Return all lines of the data in which the string "action" occurs.
═══ Extracted data ═══
#[cfg(test)]
mod tests {
    use super::*;
    use crate::test_support::harness;
    use std::sync::atomic::Ordering;

    fn typed(text: &str) -> AnswerUpdate {
        AnswerUpdate {
            typed_answer: Some(text.to_string()),
            ..Default::default()
        }
    }

    fn option(label: &str) -> AnswerUpdate {
        AnswerUpdate {
            selected_option: Some(label.to_string()),
            ..Default::default()
        }
    }

    #[tokio::test]
    async fn start_sets_clock_and_pointer() {
        let h = harness().await;
        let exam = h.progress.start(h.record.exam.id).await.unwrap();
        assert_eq!(exam.status, ExamStatus::InProgress);
        assert!(exam.started_at.is_some());
        assert_eq!(exam.time_remaining_snapshot, Some(180 * 60));
        assert_eq!(exam.current_question_index, 0);

        let err = h.progress.start(h.record.exam.id).await.unwrap_err();
        assert!(matches!(
            err,
            ExamError::StateTransition { action: "start", status: ExamStatus::InProgress }
        ));
    }

    #[tokio::test]
    async fn next_is_gated_on_an_answer() {
        let h = harness().await;
        let id = h.record.exam.id;
        h.progress.start(id).await.unwrap();

        let err = h.progress.next(id).await.unwrap_err();
        assert!(matches!(err, ExamError::ProgressionBlocked(_)));

        let current = h.progress.current(id).await.unwrap();
        assert!(!current.can_proceed);

        let q1 = h.record.questions[0].id;
        h.progress.save_answer(id, q1, typed("   ")).await.unwrap();
        assert!(matches!(
            h.progress.next(id).await,
            Err(ExamError::ProgressionBlocked(_))
        ));

        h.progress.save_answer(id, q1, option("b")).await.unwrap();
        assert!(h.progress.current(id).await.unwrap().can_proceed);
        let after = h.progress.next(id).await.unwrap();
        assert_eq!(after.question_index, 1);
        assert_eq!(after.question.unwrap().sequence_number, 2);
    }

    #[tokio::test]
    async fn walking_past_the_last_question_completes() {
        let h = harness().await;
        let id = h.record.exam.id;
        h.progress.start(id).await.unwrap();
        for q in &h.record.questions {
            h.progress.save_answer(id, q.id, typed("done")).await.unwrap();
            let before = h.progress.current(id).await.unwrap();
            assert_eq!(before.is_last_question, q.sequence_number == 3);
            h.progress.next(id).await.unwrap();
        }
        let done = h.progress.current(id).await.unwrap();
        assert_eq!(done.question_index, 3);
        assert!(done.question.is_none());
        assert!(!done.can_proceed);
        assert!(done.is_last_question);
        assert!(matches!(
            h.progress.next(id).await,
            Err(ExamError::ProgressionBlocked(_))
        ));
    }

    #[tokio::test]
    async fn file_upload_satisfies_gating() {
        let h = harness().await;
        let id = h.record.exam.id;
        h.progress.start(id).await.unwrap();
        let q1 = h.record.questions[0].id;
        let file = h
            .progress
            .upload_file(id, q1, "../../answer sheet.PDF", b"%PDF-1.4")
            .await
            .unwrap();
        assert_eq!(file.filename, "answer_sheet.PDF");
        assert!(file.storage_path.starts_with(&format!("exam_{id}/q1_")));
        assert!(file.storage_path.ends_with("_answer_sheet.PDF"));
        assert!(h.blobs.blobs.lock().unwrap().contains_key(&file.storage_path));

        assert_eq!(h.progress.files(id, q1).await.unwrap().len(), 1);
        h.progress.next(id).await.unwrap();
    }

    #[tokio::test]
    async fn upload_policy_rejects_bad_files() {
        let h = harness().await;
        let id = h.record.exam.id;
        h.progress.start(id).await.unwrap();
        let q1 = h.record.questions[0].id;

        let err = h.progress.upload_file(id, q1, "notes.docx", b"x").await.unwrap_err();
        assert!(matches!(err, ExamError::UploadRejected(_)));

        let huge = vec![0u8; (DEFAULT_MAX_FILE_SIZE + 1) as usize];
        let err = h.progress.upload_file(id, q1, "big.pdf", &huge).await.unwrap_err();
        assert!(matches!(err, ExamError::UploadRejected(ref m) if m.contains("limit")));

        assert!(h.blobs.blobs.lock().unwrap().is_empty());
    }

    #[tokio::test]
    async fn answers_are_edited_field_by_field() {
        let h = harness().await;
        let id = h.record.exam.id;
        h.progress.start(id).await.unwrap();
        let q2 = h.record.questions[1].id;

        let raw = r"Let $x = \frac{a}{b}$\n\\";
        h.progress.save_answer(id, q2, typed(raw)).await.unwrap();
        let answer = h
            .progress
            .save_answer(
                id,
                q2,
                AnswerUpdate {
                    selected_choice: Some(ChoiceSelection::Alternative),
                    ..Default::default()
                },
            )
            .await
            .unwrap();
        assert_eq!(answer.typed_answer.as_deref(), Some(raw));
        assert_eq!(answer.selected_choice, Some(ChoiceSelection::Alternative));
        assert!(answer.last_edited_at >= answer.first_saved_at);
        assert_eq!(h.progress.answers(id).await.unwrap().len(), 1);
    }

    #[tokio::test]
    async fn answers_are_validated() {
        let h = harness().await;
        let id = h.record.exam.id;
        h.progress.start(id).await.unwrap();

        let q1 = h.record.questions[0].id;
        let err = h.progress.save_answer(id, q1, option("E")).await.unwrap_err();
        assert!(matches!(err, ExamError::InvalidAnswer(_)));

        let q3 = h.record.questions[2].id;
        let err = h
            .progress
            .save_answer(
                id,
                q3,
                AnswerUpdate {
                    selected_choice: Some(ChoiceSelection::Alternative),
                    ..Default::default()
                },
            )
            .await
            .unwrap_err();
        assert!(matches!(err, ExamError::InvalidAnswer(_)));

        let err = h
            .progress
            .save_answer(id, Uuid::new_v4(), typed("x"))
            .await
            .unwrap_err();
        assert!(matches!(err, ExamError::NotFound(_)));
    }

    #[tokio::test]
    async fn answering_before_start_is_rejected() {
        let h = harness().await;
        let id = h.record.exam.id;
        let q1 = h.record.questions[0].id;
        let err = h.progress.save_answer(id, q1, typed("early")).await.unwrap_err();
        assert!(matches!(
            err,
            ExamError::StateTransition { status: ExamStatus::Created, .. }
        ));
    }

    #[tokio::test]
    async fn submit_locks_everything() {
        let h = harness().await;
        let id = h.record.exam.id;
        h.progress.start(id).await.unwrap();
        let q1 = h.record.questions[0].id;
        h.progress.save_answer(id, q1, option("B")).await.unwrap();

        // Early submission: pointer still on the first question.
        let exam = h.progress.submit(id).await.unwrap();
        assert_eq!(exam.status, ExamStatus::Submitted);
        assert_eq!(exam.current_question_index, 0);
        assert!(h.progress.answers(id).await.unwrap().iter().all(|a| a.is_locked));

        let err = h.progress.save_answer(id, q1, option("C")).await.unwrap_err();
        assert!(matches!(err, ExamError::AnswerLocked(ExamStatus::Submitted)));
        let err = h.progress.upload_file(id, q1, "late.pdf", b"%PDF").await.unwrap_err();
        assert!(matches!(err, ExamError::AnswerLocked(_)));
        assert!(matches!(
            h.progress.next(id).await,
            Err(ExamError::StateTransition { .. })
        ));
        assert!(matches!(
            h.progress.submit(id).await,
            Err(ExamError::StateTransition { action: "submit", .. })
        ));
    }

    #[tokio::test]
    async fn conflicts_are_retried() {
        let h = harness().await;
        let id = h.record.exam.id;
        h.store.conflicts.store(2, Ordering::SeqCst);
        let exam = h.progress.start(id).await.unwrap();
        assert_eq!(exam.status, ExamStatus::InProgress);
    }

    #[tokio::test]
    async fn persistent_conflicts_surface() {
        let h = harness().await;
        let id = h.record.exam.id;
        h.store.conflicts.store(MAX_COMMIT_ATTEMPTS, Ordering::SeqCst);
        let err = h.progress.start(id).await.unwrap_err();
        assert!(matches!(err, ExamError::Conflict(c) if c == id));
    }

    #[tokio::test]
    async fn concurrent_next_advances_once() {
        let h = harness().await;
        let id = h.record.exam.id;
        h.progress.start(id).await.unwrap();
        let q1 = h.record.questions[0].id;
        h.progress.save_answer(id, q1, option("A")).await.unwrap();

        let (a, b) = tokio::join!(h.progress.next(id), h.progress.next(id));
        // One advances; the other then sees an unanswered question 2.
        assert_eq!(a.is_ok() as u8 + b.is_ok() as u8, 1);
        assert_eq!(h.progress.current(id).await.unwrap().question_index, 1);
    }

    #[test]
    fn remaining_time_is_clamped() {
        let start = Utc::now();
        assert_eq!(remaining_seconds(10, start, start), 600);
        assert_eq!(
            remaining_seconds(10, start, start + chrono::Duration::seconds(90)),
            510
        );
        assert_eq!(
            remaining_seconds(10, start, start + chrono::Duration::hours(2)),
            0
        );
        assert_eq!(
            remaining_seconds(10, start, start - chrono::Duration::seconds(30)),
            600
        );
    }

    #[tokio::test]
    async fn timer_reports_auto_submit_without_submitting() {
        let h = harness().await;
        let id = h.record.exam.id;
        h.progress.start(id).await.unwrap();
        // Pretend the exam started four hours ago.
        let (_, _) = h
            .progress
            .mutate(id, |rec, now| {
                rec.exam.started_at = Some(now - chrono::Duration::hours(4));
                Ok(())
            })
            .await
            .unwrap();
        let timer = h.progress.timer(id).await.unwrap();
        assert_eq!(timer.remaining_seconds, 0);
        assert!(timer.auto_submit);
        assert_eq!(h.progress.exam(id).await.unwrap().status, ExamStatus::InProgress);
    }

    #[tokio::test]
    async fn timer_snapshot_is_clamped_and_needs_progress() {
        let h = harness().await;
        let id = h.record.exam.id;
        assert!(matches!(
            h.progress.snapshot_timer(id, 100).await,
            Err(ExamError::StateTransition { .. })
        ));
        h.progress.start(id).await.unwrap();
        let timer = h.progress.snapshot_timer(id, 999_999).await.unwrap();
        assert_eq!(timer.snapshot_seconds, Some(180 * 60));
        let timer = h.progress.snapshot_timer(id, 42).await.unwrap();
        assert_eq!(timer.snapshot_seconds, Some(42));
    }

    #[tokio::test]
    async fn full_paper_only_after_submission() {
        let h = harness().await;
        let id = h.record.exam.id;
        h.progress.start(id).await.unwrap();
        assert!(matches!(
            h.progress.full_paper(id).await,
            Err(ExamError::StateTransition { .. })
        ));
        h.progress.submit(id).await.unwrap();
        let paper = h.progress.full_paper(id).await.unwrap();
        assert_eq!(paper.entries.len(), 3);
        assert_eq!(paper.instructions, vec!["Answer all questions."]);
        assert_eq!(paper.entries[0].question.correct_answer.as_deref(), Some("B"));
    }

    #[tokio::test]
    async fn read_helpers() {
        let h = harness().await;
        let id = h.record.exam.id;
        let q = h.progress.question_by_number(id, 2).await.unwrap();
        assert!(q.has_internal_choice);
        assert!(matches!(
            h.progress.question_by_number(id, 9).await,
            Err(ExamError::NotFound(_))
        ));
        assert_eq!(h.progress.questions(id).await.unwrap().len(), 3);
        assert!(h.progress.answer(id, q.id).await.unwrap().is_none());
        assert!(matches!(
            h.progress.exam(Uuid::new_v4()).await,
            Err(ExamError::NotFound(_))
        ));
    }
}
═══
Written response -
            ExamError::StateTransition { action: "start", status: ExamStatus::InProgress }
            Err(ExamError::StateTransition { action: "submit", .. })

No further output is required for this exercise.